Drink, disease and depression eat away at Russian population
MOSCOW, Feb 22 (AFP) - Emigration, suicide, vodka abuse, abortion, tuberculosis, economic crisis, war ... it is no wonder the population of Russia fell by a post-Soviet record of almost 800,000 people last year, experts say.
There are now almost three million fewer Russians than there were when the Soviet Union collapsed, and analysts are wondering where the depopulation of the world's largest country will end.
Most experts see the population decline continuing due to a low birth rate, which is exacerbated by widespread abortion, and a far higher death rate blamed on formidable alcohol abuse, a failing public health system, a growing AIDS problem and a shockingly high suicide rate.
The statistics speak for themselves. The State Statistics Committee reported on Monday that Russia's population at the end of 1999 was 145.5 million, 2.8 million fewer than in 1992. Last year the population fell by a staggering 784,500, or 0.5 percent.
The number of immigrants fell sharply to 379,700 while the number who emigrated rose to 214,900. Births fell to 1.215 million while deaths increased to 2.14 million.
Georgetown University's Murray Feshback predicted recently that with the birth rate falling sharply, and the death rate climbing, Russia's population would evaporate to just 80-100 million people by 2050.

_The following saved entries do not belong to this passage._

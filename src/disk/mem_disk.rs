use log::trace;

use crate::{
    disk::{
        bitmap::BlockBitmap,
        block_device::BlockDevice,
        types::{Block, BLOCK_SIZE, DISK_SIZE, ZERO_BLOCK},
    },
    fs::{
        config::RESERVED_BLOCKS,
        error::{FileSystemError, Result},
    },
};

/// 内存中的模拟磁盘：固定数量的块 + 一张权威位图
///
/// 状态只存在于进程内，每次运行重新初始化。
#[derive(Debug, Clone)]
pub struct MemDisk {
    blocks: Vec<Block>,
    bitmap: BlockBitmap,
}

impl MemDisk {
    pub fn new() -> Self {
        let mut bitmap = BlockBitmap::new(DISK_SIZE);
        // 块 0（FAT）和块 1（位图）永久保留
        for block_id in 0..RESERVED_BLOCKS {
            bitmap.set(block_id, true);
        }

        Self {
            blocks: vec![ZERO_BLOCK; DISK_SIZE],
            bitmap,
        }
    }

    fn check(block_id: usize) -> Result<()> {
        if block_id >= DISK_SIZE {
            return Err(FileSystemError::OutOfRange(block_id));
        }
        Ok(())
    }
}

impl Default for MemDisk {
    fn default() -> Self {
        Self::new()
    }
}

impl BlockDevice for MemDisk {
    fn read_block(&self, block_id: usize, buf: &mut Block) -> Result<()> {
        Self::check(block_id)?;
        buf.copy_from_slice(&self.blocks[block_id]);
        Ok(())
    }

    fn write_block(&mut self, block_id: usize, buf: &Block) -> Result<()> {
        Self::check(block_id)?;
        trace!("write block {} ({} bytes)", block_id, BLOCK_SIZE);
        self.blocks[block_id].copy_from_slice(buf);
        Ok(())
    }

    fn set_used(&mut self, block_id: usize, used: bool) -> Result<()> {
        Self::check(block_id)?;
        if self.bitmap.set(block_id, used) {
            trace!("block {} marked {}", block_id, if used { "used" } else { "free" });
        }
        Ok(())
    }

    fn is_used(&self, block_id: usize) -> Result<bool> {
        Self::check(block_id)?;
        Ok(self.bitmap.is_used(block_id))
    }

    fn bitmap(&self) -> &BlockBitmap {
        &self.bitmap
    }
}

#[cfg(test)]
mod tests {
    use super::*;

    #[test]
    fn fresh_disk_reserves_first_two_blocks() {
        let disk = MemDisk::new();
        assert!(disk.is_used(0).unwrap());
        assert!(disk.is_used(1).unwrap());
        assert!(!disk.is_used(2).unwrap());
        assert_eq!(disk.free_count(), DISK_SIZE - 2);
    }

    #[test]
    fn unwritten_blocks_read_as_zero() {
        let disk = MemDisk::new();
        let mut buf = [0xAA; BLOCK_SIZE];
        disk.read_block(200, &mut buf).unwrap();
        assert_eq!(buf, ZERO_BLOCK);
    }

    #[test]
    fn write_only_touches_the_addressed_block() {
        let mut disk = MemDisk::new();
        let data = [7u8; BLOCK_SIZE];
        disk.write_block(5, &data).unwrap();

        let mut buf = ZERO_BLOCK;
        disk.read_block(5, &mut buf).unwrap();
        assert_eq!(buf, data);
        disk.read_block(6, &mut buf).unwrap();
        assert_eq!(buf, ZERO_BLOCK);
        assert!(!disk.is_used(5).unwrap());
    }

    #[test]
    fn out_of_range_access_is_rejected() {
        let mut disk = MemDisk::new();
        let mut buf = ZERO_BLOCK;
        assert!(matches!(
            disk.read_block(DISK_SIZE, &mut buf),
            Err(FileSystemError::OutOfRange(DISK_SIZE))
        ));
        assert!(matches!(
            disk.write_block(999, &buf),
            Err(FileSystemError::OutOfRange(999))
        ));
        assert!(matches!(
            disk.set_used(DISK_SIZE, true),
            Err(FileSystemError::OutOfRange(_))
        ));
        assert_eq!(disk.free_count(), DISK_SIZE - 2);
    }
}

Russia's birth rate has been hit by the double-whammy of economic crisis, which has made people reluctant to procreate, and the almost blase attitude to abortion here.

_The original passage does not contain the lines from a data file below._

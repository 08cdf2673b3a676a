//! 磁盘空间分配模拟器
//!
//! 一块 256 x 512 字节的内存磁盘，配合连续、链式、索引三种分配方式
//! 和一张文件分配表（FAT）。

pub mod disk;
pub mod fs;
pub mod shell;
pub mod utils;

pub use disk::{BlockDevice, MemDisk};
pub use fs::{
    alloc::Locator,
    config::{FsConfig, PlacementMode, Strategy},
    error::{FileSystemError, Result},
    view::BlockView,
    FileSystem,
};
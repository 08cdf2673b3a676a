use std::fmt;

use crate::disk::{BlockBitmap, Block, BLOCK_SIZE};
use crate::fs::config::{CHAIN_END, CHAIN_TRAILER_SIZE};

// 位图每行显示的位数
const BITS_PER_ROW: usize = 32;

/// `describe_block` 的结果
#[derive(Debug, Clone, PartialEq, Eq)]
pub enum BlockView {
    /// 块 0：当前的文件分配表
    Fat(String),
    /// 块 1：空闲空间位图
    Bitmap(BitmapView),
    /// 索引块：指向的数据块列表
    Index { block: usize, pointers: Vec<usize> },
    /// 链式分配的数据块：内容 + 尾部指针
    ChainLink { block: usize, text: String, next: i32 },
    /// 其他块：原始内容
    Raw { block: usize, text: String },
}

/// 逐块的占用状态，按行显示为 0/1
#[derive(Debug, Clone, PartialEq, Eq)]
pub struct BitmapView {
    pub bits: Vec<bool>,
}

impl BitmapView {
    pub fn new(bitmap: &BlockBitmap) -> Self {
        Self {
            bits: bitmap.snapshot(),
        }
    }
}

impl fmt::Display for BitmapView {
    fn fmt(&self, f: &mut fmt::Formatter<'_>) -> fmt::Result {
        for row in self.bits.chunks(BITS_PER_ROW) {
            let line: String = row.iter().map(|&used| if used { '1' } else { '0' }).collect();
            writeln!(f, "{}", line)?;
        }
        Ok(())
    }
}

// 非零字节按字符显示，零显示为空格
pub(crate) fn raw_text(bytes: &[u8]) -> String {
    let text: String = bytes
        .iter()
        .map(|&b| if b != 0 { b as char } else { ' ' })
        .collect();
    text.trim_end().to_string()
}

impl BlockView {
    pub(crate) fn raw(block: usize, data: &Block) -> Self {
        BlockView::Raw {
            block,
            text: raw_text(data),
        }
    }

    pub(crate) fn chain_link(block: usize, data: &Block) -> Self {
        let (content, trailer) = data.split_at(BLOCK_SIZE - CHAIN_TRAILER_SIZE);
        BlockView::ChainLink {
            block,
            text: raw_text(content),
            next: i32::from_be_bytes([trailer[0], trailer[1], trailer[2], trailer[3]]),
        }
    }
}

impl fmt::Display for BlockView {
    fn fmt(&self, f: &mut fmt::Formatter<'_>) -> fmt::Result {
        match self {
            BlockView::Fat(table) => write!(f, "{}", table),
            BlockView::Bitmap(bitmap) => write!(f, "{}", bitmap),
            BlockView::Index { block, pointers } => {
                writeln!(f, "Contents of block {}:", block)?;
                writeln!(f, "Index Block:")?;
                for pointer in pointers {
                    writeln!(f, "Block #{}", pointer)?;
                }
                Ok(())
            }
            BlockView::ChainLink { block, text, next } => {
                writeln!(f, "Contents of block {}:", block)?;
                writeln!(f, "{}", text)?;
                if *next == CHAIN_END {
                    writeln!(f, "Next Block Pointer: EOF")
                } else {
                    writeln!(f, "Next Block Pointer: {}", next)
                }
            }
            BlockView::Raw { block, text } => {
                writeln!(f, "Contents of block {}:", block)?;
                writeln!(f, "{}", text)
            }
        }
    }
}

The Russian press reported earlier this month that for every birth in the country there are two abortions.
"Russia is on the verge of a demographic crisis because we don't have very many children being born," said Valentin Pokrovsky, head of Russia's Academy of Medical Sciences recently.
Government reports issued in recent years have suggested that the demographic tendencies in the country could be a "threat to national security," with a worse-case scenario predicting a halving of the population by 2050.
"These projections are exaggerated," said Kremlin demographics advisor Vladimir Mukomel. "No expert worth his salt could advance such predictions," he told AFP.
And yet the death rate, which implies that the average Russian man dies at the age of 58, still remains a serious concern.
Alcohol abuse is partly blamed for this, but the re-emergence of tuberculosis, rife in Russian prisons, and a growing AIDS problem are also factors, experts say.
At some 40 people per 100,000 inhabitants meanwhile, Russia's suicide rate is one of the worst in the world. Eight people killed themselves in Moscow on Sunday alone, the Segodnya daily reported, most of them throwing themselves out of windows.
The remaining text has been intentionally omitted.